La influencia de Andanza llevó a que muchos jóvenes dediquen su tiempo a este arte. Es el caso de Juan Pablo Flores, de ocho años, quien está listo para interpretar una cueca cochabambina. “Mis amigos me dicen que bailo bien”, afirma y resalta que gracias a sus habilidades se ha presentado en varias actividades de su colegio, Virgen de Copacabana. “Me siento feliz y contento de haber aprendido en la academia. Pienso seguir bailando”, asegura.

Hanna Castillo, su instructora de danza, también empezó en la academia muy joven, cuando tenía diez años. “Mi mamá es la que me apoya en el baile, aunque a veces es un poco dificultoso por los estudios”, reconoce, debido a que dedica dos días a la semana a dar clases y otros tres se presenta como bailarina.
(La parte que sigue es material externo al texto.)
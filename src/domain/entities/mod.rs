//! # Domain Entities
//!
//! ビジネスエンティティとバリューオブジェクトを定義するモジュール
//!
//! ## エンティティ
//!
//! - **Conference**: カンファレンス集約（セッションを所有する）
//! - **Session**: カンファレンス内のセッション
//! - **MediaType**: メディアタイプのバリューオブジェクト

pub mod conference;
pub mod media_type;
pub mod session;

/// IDで識別されるエンティティ
///
/// リポジトリはこのIDをキーとしてエンティティを保存する
pub trait Identifiable: Clone + Send + Sync + 'static {
    fn id(&self) -> &str;
}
“Tiene que gustarte el baile, tienes que sentirlo. A veces debemos levantarnos a las cuatro de la mañana para trenzarnos el cabello y ponernos las pestañas y el vestido; a las cinco tenemos que estar en la televisión para actuar”, cuenta sobre los sacrificios que implica mostrar este arte.

“Es una experiencia maravillosa porque se va conociendo gente, es lindo porque las personas te preguntan a qué se debe el paso, tienen tanta curiosidad para aprender que a uno lo llena de emoción y dan muchas ganas de enseñarles”, sostiene Roberto Sánchez, quien por segundo año es instructor en Andanza y narra que Cueto y Marisabel Mendoza (una de las fundadoras del ballet) le dieron clases acerca de la historia y el significado de las danzas.

No obstante, Cueto lamenta que en este sector haya muchos problemas de drogadicción, de alcoholismo y la proliferación de las pandillas “que constantemente van atormentando a algunos estudiantes”.

Desde sus inicios, esta academia cuenta con el apoyo de InteRed, una ONG española que es promovida por la Institución Teresiana, una asociación de laicos de la Iglesia Católica.

Gracias al apoyo de InteRed y de ayuntamientos de España, Andanza ha equipado su salón de baile en la biblioteca Waliña, cerca de la plaza principal de Villa Armonía. Los costos de inscripción varían entre 20 y 40 bolivianos, de acuerdo con el curso, aunque en los casos de jóvenes de bajos recursos no se cobra ni un centavo.

Mientras los minibuses atraviesan raudamente las calles y las personas caminan apresuradas, niños y jóvenes mueven sus cuerpos como si hubieran roto las ataduras de los prejuicios y de los peligros de estos tiempos, y continúan bailando contra la adversidad.